I'll try and reupload it for you guys. While I'm at it I'm going to test it out as well.


----------



## Richboy455 (Sep 4, 2011)

Good luck, let us know how it goes


----------



## cake (Aug 29, 2011)

For your own warning I'm just going to say that this whole thing is in chinese. If you don't understand chinese then don't even touch this. The home button and power button redirect you to the app itself and not to webos. I just played with it a little and I'm going to try and see if Wifi is working. Just play with "app" with caution. I say "app" because you don't go back to webos if you go to sleep or home.

Those who want the link here: http://www.mediafire.com/?d6wahtvpay49rwr

Edit: In my opinion this was a horrid release. The creator trolled us with the version number. Wifi doesn't work. Language partially works even with english on. Theres no root. And you get random flashes on the top of your left screen
. Yes I am aware that this is an alpha build.


----------



## PackOfHighly (Sep 8, 2011)

cake said:


> Edit: In my opinion this was a horrid release. The creator trolled us with the version number.
> 
> . Yes I am aware that this is an alpha build.


Your whine and your latter statement don't jibe. I really don't understand what you mean "trolled us with the version number" 0.0.1 would be about as best as anyone could version an alpha release. No one was trolled, you just don't have any business commenting.


----------



## DeadVim (Aug 29, 2011)

Maybe I'm missing something but isn't running an OS from within another OS a really bad move, performance-wise.

If I want Android then I don't want anything between it and the hardware, least of all an OS that has been released in a less than optimal state.

To take nothing away from the fact that technically, he has got this far.


----------



## cake (Aug 29, 2011)

PackOfHighly said:


> Your whine and your latter statement don't jibe. I really don't understand what you mean "trolled us with the version number" 0.0.1 would be about as best as anyone could version an alpha release. No one was trolled, you just don't have any business commenting.


Who said I was referring to the app version? If you actually open the app and look at the version number you'll see what I'm talking about.


----------



## andmer (Jun 24, 2011)

cake said:


> Who said I was referring to the app version? If you actually open the app and look at the version number you'll see what I'm talking about.
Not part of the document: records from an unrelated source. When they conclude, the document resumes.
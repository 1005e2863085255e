//! Entity codec: typed records to and from ordered property lists.
//!
//! Each record type gets one [`Codec`], built from its [`Schema`] on first
//! use, validated once and cached process-wide by [`codec`]. Encoding walks
//! fields in declaration order; nested value types recurse with a dotted
//! `parent.child` prefix unless declared inline. Decoding routes each
//! incoming property back by name and ignores names it does not know.

mod field;
mod registry;
mod schema;

pub use field::{Blob, FieldKind, FieldValue, MapKey, Saved};
pub use registry::codec;
pub use schema::{
    Capabilities, FieldBuilder, FieldOptions, Identity, Parent, Record, Schema, Structure,
};

use std::collections::{HashMap, HashSet};
use std::sync::Arc;

use once_cell::sync::{Lazy, OnceCell};
use regex::Regex;

use crate::error::{CodecError, KeyError, TesseraResult};
use crate::key::Key;
use crate::value::{Property, Value};

use schema::FieldDecl;

static PROPERTY_NAME: Lazy<Option<Regex>> =
    Lazy::new(|| Regex::new(r"^[A-Za-z_][A-Za-z0-9_]*$").ok());

fn valid_property_name(name: &str) -> bool {
    match PROPERTY_NAME.as_ref() {
        Some(re) => re.is_match(name),
        None => false,
    }
}

fn join(prefix: Option<&str>, name: &str) -> String {
    match prefix {
        Some(prefix) => format!("{}.{}", prefix, name),
        None => name.to_string(),
    }
}

// ============================================================================
// FIELD SLOTS
// ============================================================================

/// Flattened view of one property a codec can produce.
#[derive(Debug, Clone)]
pub(crate) struct FlatProp {
    name: String,
    field: usize,
    /// Name inside the nested codec, for properties contributed by nested types.
    inner: Option<String>,
    repeated: bool,
    map: bool,
}

pub(crate) enum Shape {
    Scalar(FieldKind),
    Nested { props: Vec<FlatProp>, repeated: bool },
}

pub(crate) struct SaveCtx<'a> {
    prefix: Option<&'a str>,
    name: &'a str,
    options: FieldOptions,
    force_multi: bool,
}

#[derive(Default)]
pub(crate) struct LoadCtx {
    occurrences: HashMap<String, usize>,
}

impl LoadCtx {
    fn next_index(&mut self, full: &str) -> usize {
        let count = self.occurrences.entry(full.to_string()).or_insert(0);
        let index = *count;
        *count += 1;
        index
    }
}

/// Type-erased access to one declared field of `S`.
pub(crate) trait Slot<S>: Send + Sync {
    fn shape(&self) -> Result<Shape, CodecError>;

    fn save(&self, record: &S, ctx: &SaveCtx<'_>, out: &mut Vec<Property>) -> Result<(), CodecError>;

    fn load(
        &self,
        record: &mut S,
        inner: Option<&str>,
        full: &str,
        value: Value,
        ctx: &mut LoadCtx,
    ) -> Result<(), CodecError>;
}

pub(crate) struct ScalarSlot<S, T> {
    pub(crate) get: fn(&S) -> &T,
    pub(crate) get_mut: fn(&mut S) -> &mut T,
}

impl<S: Structure, T: FieldValue> Slot<S> for ScalarSlot<S, T> {
    fn shape(&self) -> Result<Shape, CodecError> {
        Ok(Shape::Scalar(T::kind()))
    }

    fn save(&self, record: &S, ctx: &SaveCtx<'_>, out: &mut Vec<Property>) -> Result<(), CodecError> {
        let value = (self.get)(record);
        let empty = value.is_zero();
        // Elements of a repeated nested type are matched up by occurrence
        // index on load, so every child must be written for every element.
        if ctx.options.omit_empty && empty && !ctx.force_multi {
            return Ok(());
        }
        let indexed = if ctx.options.index_omit_empty {
            !empty
        } else {
            ctx.options.indexed
        };
        let multi = ctx.force_multi || matches!(T::kind(), FieldKind::Repeated(_));

        let mut saved = Vec::new();
        value.save(&mut saved);
        for Saved { suffix, value } in saved {
            let name = match suffix {
                Some(suffix) => format!("{}.{}", ctx.name, suffix),
                None => ctx.name.to_string(),
            };
            out.push(Property {
                name,
                indexed: indexed && !value.is_bytes(),
                value,
                multi,
            });
        }
        Ok(())
    }

    fn load(
        &self,
        record: &mut S,
        inner: Option<&str>,
        full: &str,
        value: Value,
        _ctx: &mut LoadCtx,
    ) -> Result<(), CodecError> {
        (self.get_mut)(record)
            .load(inner, value)
            .map_err(|rejected| CodecError::FieldMismatch {
                name: full.to_string(),
                expected: T::kind().to_string(),
                found: rejected.type_name().to_string(),
            })
    }
}

fn nested_shape<T: Structure>(
    cell: &OnceCell<Arc<Codec<T>>>,
    repeated: bool,
) -> Result<Shape, CodecError> {
    let nested = cell.get_or_try_init(codec::<T>)?;
    Ok(Shape::Nested {
        props: nested.props.clone(),
        repeated,
    })
}

fn nested_codec<T: Structure>(cell: &OnceCell<Arc<Codec<T>>>) -> Result<&Arc<Codec<T>>, CodecError> {
    cell.get_or_try_init(codec::<T>)
}

fn child_prefix<'a>(ctx: &SaveCtx<'a>) -> Option<&'a str> {
    if ctx.options.inline {
        ctx.prefix
    } else {
        Some(ctx.name)
    }
}

pub(crate) struct NestedSlot<S, T: Structure> {
    pub(crate) get: fn(&S) -> &T,
    pub(crate) get_mut: fn(&mut S) -> &mut T,
    pub(crate) codec: OnceCell<Arc<Codec<T>>>,
}

impl<S: Structure, T: Structure> Slot<S> for NestedSlot<S, T> {
    fn shape(&self) -> Result<Shape, CodecError> {
        nested_shape(&self.codec, false)
    }

    fn save(&self, record: &S, ctx: &SaveCtx<'_>, out: &mut Vec<Property>) -> Result<(), CodecError> {
        let nested = nested_codec(&self.codec)?;
        nested.save_into((self.get)(record), child_prefix(ctx), ctx.force_multi, out)
    }

    fn load(
        &self,
        record: &mut S,
        inner: Option<&str>,
        full: &str,
        value: Value,
        ctx: &mut LoadCtx,
    ) -> Result<(), CodecError> {
        let nested = nested_codec(&self.codec)?;
        match inner {
            Some(inner) => nested.load_named((self.get_mut)(record), inner, full, value, ctx),
            None => Ok(()),
        }
    }
}

pub(crate) struct NestedVecSlot<S, T: Structure> {
    pub(crate) get: fn(&S) -> &Vec<T>,
    pub(crate) get_mut: fn(&mut S) -> &mut Vec<T>,
    pub(crate) codec: OnceCell<Arc<Codec<T>>>,
}

impl<S: Structure, T: Structure> Slot<S> for NestedVecSlot<S, T> {
    fn shape(&self) -> Result<Shape, CodecError> {
        nested_shape(&self.codec, true)
    }

    fn save(&self, record: &S, ctx: &SaveCtx<'_>, out: &mut Vec<Property>) -> Result<(), CodecError> {
        let nested = nested_codec(&self.codec)?;
        let prefix = child_prefix(ctx);
        for element in (self.get)(record) {
            nested.save_into(element, prefix, true, out)?;
        }
        Ok(())
    }

    fn load(
        &self,
        record: &mut S,
        inner: Option<&str>,
        full: &str,
        value: Value,
        ctx: &mut LoadCtx,
    ) -> Result<(), CodecError> {
        let nested = nested_codec(&self.codec)?;
        let Some(inner) = inner else {
            return Ok(());
        };
        // The i-th occurrence of a child property belongs to element i.
        let index = ctx.next_index(full);
        let elements = (self.get_mut)(record);
        if elements.len() <= index {
            elements.resize_with(index + 1, T::default);
        }
        nested.load_named(&mut elements[index], inner, full, value, ctx)
    }
}
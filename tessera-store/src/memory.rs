//! In-memory reference backend.
//!
//! A complete [`Backend`] held in process memory: id allocation, ancestor
//! queries with filters, ordering, projection, cursors, and optimistic
//! transactions scoped to entity groups. Used by the test suites and as
//! the executable description of what a remote backend must provide.

use std::collections::{BTreeMap, BTreeSet};
use std::sync::Arc;

use async_trait::async_trait;
use parking_lot::{Mutex, RwLock};
use tracing::debug;

use tessera_core::{
    BackendError, Cursor, CursorBound, Direction, Filter, FilterOp, Key, Property, Query,
    QueryError, QueryMode, TesseraError, TesseraResult, TransactionOptions, Value,
};

use crate::backend::{Backend, BackendTransaction, ItemResult, QueryCursor, QueryRow};

/// Entity groups a cross-group transaction may touch.
pub const MAX_CROSS_GROUP: usize = 25;

// ============================================================================
// STATE
// ============================================================================

#[derive(Debug, Clone)]
struct StoredEntity {
    properties: Vec<Property>,
    version: u64,
}

#[derive(Debug, Default)]
struct MemoryState {
    entities: BTreeMap<Key, StoredEntity>,
    failures: BTreeMap<Key, BackendError>,
    next_id: i64,
    version: u64,
    unavailable: bool,
}

impl MemoryState {
    fn check_available(&self) -> TesseraResult<()> {
        if self.unavailable {
            return Err(BackendError::Unavailable {
                reason: "memory backend switched off".to_string(),
            }
            .into());
        }
        Ok(())
    }

    fn failure(&self, key: &Key) -> Option<TesseraError> {
        self.failures.get(key).cloned().map(TesseraError::from)
    }

    fn version_of(&self, key: &Key) -> u64 {
        self.entities.get(key).map_or(0, |e| e.version)
    }

    fn allocate(&mut self, key: &Key) -> Key {
        loop {
            self.next_id += 1;
            let candidate = key.with_numeric_id(self.next_id);
            if !self.entities.contains_key(&candidate) {
                return candidate;
            }
        }
    }

    fn read(&self, key: &Key) -> ItemResult<Vec<Property>> {
        if let Some(err) = self.failure(key) {
            return Err(err);
        }
        self.entities
            .get(key)
            .map(|e| e.properties.clone())
            .ok_or_else(|| BackendError::NotFound { key: key.clone() }.into())
    }

    fn write(&mut self, key: Key, properties: Vec<Property>) {
        self.version += 1;
        let version = self.version;
        self.entities.insert(
            key,
            StoredEntity {
                properties,
                version,
            },
        );
    }
}
impl CountingSharedCache {
    pub fn new(inner: MemorySharedCache) -> Self {
        Self {
            inner,
            ..Default::default()
        }
    }

    pub fn inner(&self) -> &MemorySharedCache {
        &self.inner
    }

    pub fn get_calls(&self) -> usize {
        self.get_calls.load(Ordering::SeqCst)
    }

    pub fn set_calls(&self) -> usize {
        self.set_calls.load(Ordering::SeqCst)
    }

    pub fn delete_calls(&self) -> usize {
        self.delete_calls.load(Ordering::SeqCst)
    }

    /// Every cache key requested through `get_multi`, in call order.
    pub fn requested(&self) -> Vec<String> {
        self.requested.lock().clone()
    }

    /// Every item handed to `set_multi`, in call order.
    pub fn written(&self) -> Vec<CacheItem> {
        self.written.lock().clone()
    }

    pub fn reset(&self) {
        self.get_calls.store(0, Ordering::SeqCst);
        self.set_calls.store(0, Ordering::SeqCst);
        self.delete_calls.store(0, Ordering::SeqCst);
        self.requested.lock().clear();
        self.written.lock().clear();
    }
}

#[async_trait]
impl SharedCache for CountingSharedCache {
    async fn get_multi(
        &self,
        keys: &[String],
    ) -> TesseraResult<std::collections::HashMap<String, Vec<u8>>> {
        self.get_calls.fetch_add(1, Ordering::SeqCst);
        self.requested.lock().extend_from_slice(keys);
        self.inner.get_multi(keys).await
    }

    async fn set_multi(&self, items: Vec<CacheItem>) -> TesseraResult<()> {
        self.set_calls.fetch_add(1, Ordering::SeqCst);
        self.written.lock().extend(items.iter().cloned());
        self.inner.set_multi(items).await
    }

    async fn delete_multi(&self, keys: &[String]) -> TesseraResult<()> {
        self.delete_calls.fetch_add(1, Ordering::SeqCst);
        self.inner.delete_multi(keys).await
    }

    async fn flush(&self) -> TesseraResult<()> {
        self.inner.flush().await
    }

    async fn stats(&self) -> TesseraResult<CacheStats> {
        self.inner.stats().await
    }
}

// ============================================================================
// TEST FIXTURES
// ============================================================================

pub mod fixtures {
    //! Ready-made stores and records.

    use super::*;
    use chrono::TimeZone;

    /// A store plus handles on every collaborator behind it.
    pub struct Fixture {
        pub store: Store,
        pub backend: Arc<CountingBackend>,
        pub shared: Arc<CountingSharedCache>,
    }

    impl Fixture {
        /// The underlying in-memory data, bypassing every cache tier.
        pub fn data(&self) -> &MemoryBackend {
            self.backend.inner()
        }

        /// Shared-tier cache key for `key` under the fixture config.
        pub fn cache_key(&self, key: &Key) -> String {
            CacheKeyer::from_config(self.store.config()).key(key)
        }
    }

    /// Store over a counting in-memory backend with an LRU local tier and
    /// a counting in-memory shared tier.
    pub fn fixture_store() -> Fixture {
        fixture_store_with(StoreConfig::default())
    }

    pub fn fixture_store_with(config: StoreConfig) -> Fixture {
        let backend = Arc::new(CountingBackend::new(MemoryBackend::new()));
        let shared = Arc::new(CountingSharedCache::new(MemorySharedCache::new()));
        let store = match Store::new(backend.clone(), config) {
            Ok(store) => store.with_shared_cache(shared.clone()),
            Err(err) => panic!("fixture config rejected: {err}"),
        };
        Fixture {
            store,
            backend,
            shared,
        }
    }

    pub fn fixed_time() -> DateTime<Utc> {
        Utc.with_ymd_and_hms(2024, 5, 1, 12, 0, 0)
            .single()
            .unwrap_or_default()
    }

    /// A fully populated widget on shelf 1.
    pub fn sample_widget(id: i64) -> Widget {
        let mut attrs = BTreeMap::new();
        attrs.insert("color".to_string(), "red".to_string());
        Widget {
            id,
            shelf: 1,
            name: format!("widget-{id}"),
            created: fixed_time(),
            tags: vec!["new".to_string(), "sale".to_string()],
            dims: Dimensions {
                width: 2.5,
                height: 4.0,
            },
            parts: vec![
                Part {
                    name: "bolt".to_string(),
                    qty: 4,
                },
                Part {
                    name: "nut".to_string(),
                    qty: 4,
                },
            ],
            attrs,
            payload: Blob(vec![0xde, 0xad, 0xbe, 0xef]),
            price: 9.99,
            active: true,
        }
    }

    pub fn gadget(id: i64, name: &str) -> Gadget {
        Gadget {
            id,
            name: name.to_string(),
            created: DateTime::<Utc>::default(),
        }
    }

    pub fn gadget_key(id: i64) -> Key {
        Key::numeric(Gadget::KIND, id, None)
    }

    pub fn shelf_key(id: i64) -> Key {
        Key::numeric("Shelf", id, None)
    }

    pub fn widget_key(id: i64) -> Key {
        Key::numeric(Widget::KIND, id, Some(shelf_key(1)))
    }
}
Holy shit, take this *****ing back to XDA please.

People complain if you release something too early and complain if you make them wait too long.


----------



## andmer (Jun 24, 2011)

BTW this is an awesome project. Kudos to the developer and their work.


----------



## Jotokun (Sep 24, 2011)

I threw this on my touchpad just for laughs, it actually sort of works. Cant get any APK to work so its stuck with the stock apps, which really limits its usefulness. But wifi works, the stock browser works (albeit with only single touch), and while not as smooth as native android would be its a lot smoother than I expected given its started from within webOS.

In its current state its terrible but it has huge potential.


----------